WORK INSTRUCTION:
Quote exactly and only this range of lines in the data below: the line that holds "the lowest obstacle" to the line that holds "let tuning = load_tuning(args.tuning.as_ref())?;", both included.

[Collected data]
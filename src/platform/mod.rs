//! Mapping platform boundary.
//!
//! The portal, map, feature tables, layers and the indoor location data
//! source are external collaborators. This module declares the traits they
//! are consumed through, the data they exchange, and an in-memory
//! implementation used by the demo binary and the tests.

mod error;
mod traits;
mod types;

pub mod simulated;

pub use error::{PlatformError, PlatformErrorKind};
pub use traits::{
    EventStream, FeatureLayer, FeatureTable, IndoorsLocationDataSource, LayerNode, Loadable, Map,
    MappingPlatform, Portal,
};
pub use types::{
    AuthChallenge, DataSourceStatus, Feature, FeatureSet, LoadStatus, LocationSample, MapInfo,
    QueryParameters, SortOrder,
};
//! Indoor positioning screen.
//!
//! Uses the MVI pattern:
//! - `state.rs` - view state and phases
//! - `intent.rs` - platform events and user requests
//! - `reducer.rs` - state transitions
//! - `details.rs` - location details derived from raw samples

mod details;
mod intent;
mod reducer;
mod state;

pub use details::{
    format_significant, LocationDetails, PositionSource, SenderCount, SenderKind,
    ACCURACY_SIGNIFICANT_DIGITS,
};
pub use intent::PositioningIntent;
pub use reducer::PositioningReducer;
pub use state::{ButtonLabel, DataSourceRef, Phase, PositioningTableRef, ViewState};
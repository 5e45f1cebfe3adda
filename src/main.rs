use std::path::PathBuf;
use std::sync::Arc;

use anyhow::{Context, Result};
use clap::Parser;

use indoorview::config::Config;
use indoorview::logging;
use indoorview::platform::simulated::{Scenario, SimPlatform};
use indoorview::platform::MappingPlatform;
use indoorview::session::{PositioningSession, SessionHandle, SessionSettings};
use indoorview::ui;

/// Indoor positioning viewer.
#[derive(Debug, Parser)]
#[command(name = "indoorview", version, about)]
struct Cli {
    /// Config file (defaults to the platform config dir).
    #[arg(long)]
    config: Option<PathBuf>,

    /// Simulated platform scenario (TOML). Uses the built-in demo when omitted.
    #[arg(long)]
    scenario: Option<PathBuf>,

    /// Log view-state changes instead of drawing the terminal UI.
    #[arg(long)]
    headless: bool,
}

#[tokio::main]
async fn main() -> Result<()> {
    let cli = Cli::parse();

    let config = match &cli.config {
        Some(path) => Config::load_from(path),
        None => Config::load(),
    }
    .context("loading configuration")?;

    if cli.headless {
        logging::init_stderr(&config.logging.filter);
    } else {
        logging::init_file_from_env(&config.logging.filter);
    }

    let scenario = match &cli.scenario {
        Some(path) => Scenario::load_from(path).context("loading scenario")?,
        None => Scenario::demo(),
    };
    let platform: Arc<dyn MappingPlatform> = Arc::new(SimPlatform::new(scenario));

    let session = PositioningSession::spawn(platform, SessionSettings::from(&config));
    tracing::info!(session = %session.id(), "Session started");

    if cli.headless {
        run_headless(session).await
    } else {
        ui::runtime::run(session).await.context("terminal UI")
    }
}

/// Log every snapshot until Ctrl-C.
async fn run_headless(session: SessionHandle) -> Result<()> {
    let mut snapshots = session.subscribe();

    loop {
        {
            let state = snapshots.borrow_and_update();
            let details = state
                .location
                .as_ref()
                .filter(|d| d.visible)
                .map(|d| d.lines().join(", "))
                .unwrap_or_default();
            tracing::info!(
                phase = ?state.phase,
                button = state.button_label.as_str(),
                progress = state.progress_visible,
                error = state.error.as_ref().map(|e| e.message.as_str()).unwrap_or(""),
                "{}",
                details
            );
        }

        tokio::select! {
            changed = snapshots.changed() => {
                if changed.is_err() {
                    break;
                }
            }
            signal = tokio::signal::ctrl_c() => {
                signal.context("waiting for Ctrl-C")?;
                tracing::info!("Interrupted, shutting down");
                break;
            }
        }
    }

    session.shutdown().await;
    Ok(())
}
/// Marker trait for view state.
///
/// `PartialEq` lets the runtime skip publishing snapshots that did not
/// change; `Default` is the state before any event arrived.
pub trait UiState: Clone + PartialEq + Default + Send + 'static {}
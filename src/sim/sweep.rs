//! Boundary sweep: drop entities that left the field
//!
//! Hazards that leave through the bottom are counted, and the total is
//! deducted from lives once per tick.

use serde::{Deserialize, Serialize};

use super::entity::{EntityStore, Obstacle};

/// What one sweep removed
#[derive(Debug, Clone, Default, PartialEq, Serialize, Deserialize)]
pub struct SweepOutcome {
    /// Obstacles that fell past the bottom edge, in store order
    pub escaped: Vec<Obstacle>,
    /// Hazards among `escaped`
    pub lives_lost: u32,
}

/// Remove obstacles below `field_height` and projectiles above `despawn_y`
pub fn sweep(store: &mut EntityStore, field_height: f32, despawn_y: f32) -> SweepOutcome {
    let mut outcome = SweepOutcome::default();

    store.obstacles.retain(|obstacle| {
        if obstacle.pos.y > field_height {
            if obstacle.category.is_hazard() {
                outcome.lives_lost += 1;
            }
            outcome.escaped.push(obstacle.clone());
            false
        } else {
            true
        }
    });

    store.projectiles.retain(|p| p.pos.y >= despawn_y);

    outcome
}
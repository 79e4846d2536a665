//! Per-tick gameplay events reported back to the host

use serde::{Deserialize, Serialize};

use super::entity::{Category, EntityId};

/// Something that happened during a tick, in pipeline order
#[derive(Debug, Clone, Copy, PartialEq, Eq, Serialize, Deserialize)]
pub enum GameEvent {
    Spawned {
        id: EntityId,
        category: Category,
    },
    Destroyed {
        projectile: EntityId,
        obstacle: EntityId,
        category: Category,
        points: u64,
    },
    /// An obstacle fell off the bottom of the field
    Escaped { id: EntityId, category: Category },
    /// Batched life loss for the tick
    LivesLost { count: u32, remaining: u32 },
    GameOver { final_score: u64 },
}

/// Events produced by one tick (empty when the tick was a no-op)
#[derive(Debug, Clone, Default, PartialEq, Eq, Serialize, Deserialize)]
pub struct TickReport {
    pub events: Vec<GameEvent>,
}

impl TickReport {
    pub fn is_empty(&self) -> bool {
        self.events.is_empty()
    }

    pub fn push(&mut self, event: GameEvent) {
        self.events.push(event);
    }

    /// Score gained from hits this tick
    pub fn points_scored(&self) -> u64 {
        self.events
            .iter()
            .map(|e| match e {
                GameEvent::Destroyed { points, .. } => *points,
                _ => 0,
            })
            .sum()
    }

    /// Lives deducted this tick
    pub fn lives_lost(&self) -> u32 {
        self.events
            .iter()
            .map(|e| match e {
                GameEvent::LivesLost { count, .. } => *count,
                _ => 0,
            })
            .sum()
    }

    pub fn game_over(&self) -> bool {
        self.events.iter().any(|e| matches!(e, GameEvent::GameOver { .. }))
    }
}
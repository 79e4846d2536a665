//! Deterministic simulation module
//!
//! All gameplay logic lives here. This module must be pure and deterministic:
//! - Host-driven ticks only (no timers, no threads)
//! - Injected, seedable RNG only
//! - Stable iteration order (entities kept in creation order)
//! - No rendering or platform dependencies

pub mod collision;
pub mod engine;
pub mod entity;
pub mod events;
pub mod score;
pub mod spawn;
pub mod state;
pub mod sweep;
pub mod tick;

pub use collision::{Hit, projectile_hits};
pub use engine::Engine;
pub use entity::{Category, EntityId, EntityStore, Obstacle, Projectile};
pub use events::{GameEvent, TickReport};
pub use score::Scoreboard;
pub use spawn::{ObstacleRoll, SpawnController, roll_obstacle};
pub use state::{Field, Phase, World};
pub use sweep::{SweepOutcome, sweep};
pub use tick::tick;
//! Lava Shooter headless host
//!
//! Drives an engine at the nominal tick rate with a simple autopilot and
//! reports how the session went. Useful for balance checks and soak runs.

use std::fs;
use std::path::PathBuf;

use anyhow::{Context, Result};
use clap::Parser;
use serde::Serialize;

use lava_shooter::consts::SIM_DT;
use lava_shooter::sim::{Engine, GameEvent, Obstacle, Phase, World};
use lava_shooter::tuning::Tuning;

#[derive(Parser, Debug)]
#[command(name = "lava-shooter", about = "Run a headless Lava Shooter session with an autopilot", version)]
struct Args {
    /// RNG seed (random when omitted)
    #[arg(long)]
    seed: Option<u64>,
    /// Play-field width
    #[arg(long, default_value_t = 390.0)]
    width: f32,
    /// Play-field height
    #[arg(long, default_value_t = 700.0)]
    height: f32,
    /// Stop after this many ticks even if the session is still running
    #[arg(long, default_value_t = 60 * 60 * 10)]
    max_ticks: u64,
    /// Ticks between autopilot shots
    #[arg(long, default_value_t = 12)]
    fire_every: u64,
    /// JSON tuning overrides
    #[arg(long)]
    tuning: Option<PathBuf>,
    /// Print the final observables as JSON
    #[arg(long)]
    snapshot: bool,
}

/// Final simulation state, as a renderer would see it
#[derive(Serialize)]
struct Snapshot<'a> {
    seed: Option<u64>,
    world: &'a World,
}

#[derive(Debug, Default)]
struct Tally {
    destroyed: u32,
    escaped_hazards: u32,
    spawned: u32,
}

fn load_tuning(path: Option<&PathBuf>) -> Result<Tuning> {
    let Some(path) = path else {
        return Ok(Tuning::default());
    };
    let json = fs::read_to_string(path).with_context(|| format!("read tuning {:?}", path))?;
    let tuning = Tuning::from_json(&json).with_context(|| format!("parse tuning {:?}", path))?;
    log::info!("Loaded tuning from {:?}", path);
    Ok(tuning)
}

/// Pick where to stand: under the lowest hazard, else under the lowest obstacle
fn autopilot_target(obstacles: &[Obstacle]) -> Option<f32> {
    let lowest = |hazards_only: bool| {
        obstacles
            .iter()
            .filter(|o| !hazards_only || o.category.is_hazard())
            .max_by(|a, b| a.pos.y.total_cmp(&b.pos.y))
            .map(|o| o.pos.x)
    };
    lowest(true).or_else(|| lowest(false))
}

fn main() -> Result<()> {
    env_logger::init();
    let args = Args::parse();

    let tuning = load_tuning(args.tuning.as_ref())?;
    let seed = args.seed.unwrap_or_else(rand::random);
    let mut engine = Engine::with_tuning(seed, tuning);
    log::info!("Lava Shooter (headless) starting with seed {}", seed);

    engine.resize(args.width, args.height);
    if engine.field().is_degenerate() {
        anyhow::bail!("field {}x{} has no area", args.width, args.height);
    }
    engine.start();

    let mut tally = Tally::default();
    let fire_every = args.fire_every.max(1);

    while engine.phase() == Phase::Playing && engine.ticks() < args.max_ticks {
        if let Some(x) = autopilot_target(engine.obstacles()) {
            engine.set_player_position(x, args.width);
        }
        if engine.ticks() % fire_every == 0 {
            engine.shoot(args.width, args.height);
        }

        for event in engine.tick(SIM_DT).events {
            match event {
                GameEvent::Spawned { .. } => tally.spawned += 1,
                GameEvent::Destroyed { .. } => tally.destroyed += 1,
                GameEvent::Escaped { category, .. } if category.is_hazard() => {
                    tally.escaped_hazards += 1
                }
                _ => {}
            }
        }
    }

    println!(
        "phase={:?} score={} lives={} ticks={} spawned={} destroyed={} escaped_hazards={}",
        engine.phase(),
        engine.score(),
        engine.lives(),
        engine.ticks(),
        tally.spawned,
        tally.destroyed,
        tally.escaped_hazards
    );

    if args.snapshot {
        let snapshot = Snapshot {
            seed: engine.seed(),
            world: engine.world(),
        };
        println!("{}", serde_json::to_string_pretty(&snapshot).context("serialize snapshot")?);
    }

    Ok(())
}
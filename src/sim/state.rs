//! Session state and core simulation types
//!
//! Everything a tick reads or writes, except the RNG, lives in [`World`].

use serde::{Deserialize, Serialize};

use super::entity::EntityStore;
use super::score::Scoreboard;
use super::spawn::SpawnController;
use crate::clamp_to_margins;

/// Current phase of the session
#[derive(Debug, Clone, Copy, PartialEq, Eq, Default, Serialize, Deserialize)]
pub enum Phase {
    /// No session yet, or the host stopped it
    #[default]
    Idle,
    /// Active gameplay
    Playing,
    /// Lives ran out; waits for a restart
    GameOver,
}

/// Play-field size last reported by the host
#[derive(Debug, Clone, Copy, PartialEq, Default, Serialize, Deserialize)]
pub struct Field {
    pub width: f32,
    pub height: f32,
}

impl Field {
    /// Build a field, treating negative or non-finite sizes as zero
    pub fn new(width: f32, height: f32) -> Self {
        Self {
            width: sanitize_extent(width),
            height: sanitize_extent(height),
        }
    }

    /// True until the host has reported a real layout
    pub fn is_degenerate(&self) -> bool {
        self.width <= 0.0 || self.height <= 0.0
    }

    pub fn center_x(&self) -> f32 {
        self.width / 2.0
    }
}

pub(crate) fn sanitize_extent(value: f32) -> f32 {
    if value.is_finite() && value > 0.0 { value } else { 0.0 }
}

/// Complete simulation state (deterministic, serializable)
#[derive(Debug, Clone, Serialize, Deserialize)]
pub struct World {
    pub phase: Phase,
    pub field: Field,
    pub board: Scoreboard,
    pub store: EntityStore,
    pub spawner: SpawnController,
    /// Player horizontal position
    pub player_x: f32,
    /// Ticks simulated in the current session
    pub ticks: u64,
    /// Set once `player_x` holds a real position (start in a known field, or input)
    #[serde(default)]
    player_placed: bool,
}

impl World {
    pub fn new(starting_lives: u32) -> Self {
        Self {
            phase: Phase::Idle,
            field: Field::default(),
            board: Scoreboard::new(starting_lives),
            store: EntityStore::new(),
            spawner: SpawnController::new(),
            player_x: 0.0,
            ticks: 0,
            player_placed: false,
        }
    }

    /// Begin a fresh session from any phase
    pub fn begin_session(&mut self, starting_lives: u32) {
        self.board.reset(starting_lives);
        self.store.clear();
        self.spawner.reset();
        self.player_x = self.field.center_x();
        self.player_placed = self.field.width > 0.0;
        self.ticks = 0;
        self.phase = Phase::Playing;
    }

    /// Abandon the session; score and lives stay readable
    pub fn end_session(&mut self) {
        self.store.clear();
        self.spawner.reset();
        self.phase = Phase::Idle;
    }

    /// Record a new field size and keep the player inside it.
    ///
    /// A zero width leaves the player where it is. The player is centered
    /// only if nothing has positioned it yet.
    pub fn set_field(&mut self, field: Field, margin: f32) {
        self.field = field;
        if field.width <= 0.0 {
            return;
        }
        self.player_x = if self.player_placed {
            clamp_to_margins(self.player_x, field.width, margin)
        } else {
            field.center_x()
        };
        self.player_placed = true;
    }

    /// Move the player, clamped to the field margins.
    ///
    /// Ignored while the field width is unknown.
    pub fn move_player(&mut self, x: f32, margin: f32) {
        if x.is_finite() && self.field.width > 0.0 {
            self.player_x = clamp_to_margins(x, self.field.width, margin);
            self.player_placed = true;
        }
    }
}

OUTPUT OF THE EXERCISE:
/// Pick where to stand: under the lowest hazard, else under the lowest obstacle
fn autopilot_target(obstacles: &[Obstacle]) -> Option<f32> {
    let lowest = |hazards_only: bool| {
        obstacles
            .iter()
            .filter(|o| !hazards_only || o.category.is_hazard())
            .max_by(|a, b| a.pos.y.total_cmp(&b.pos.y))
            .map(|o| o.pos.x)
    };
    lowest(true).or_else(|| lowest(false))
}

fn main() -> Result<()> {
    env_logger::init();
    let args = Args::parse();

    let tuning = load_tuning(args.tuning.as_ref())?;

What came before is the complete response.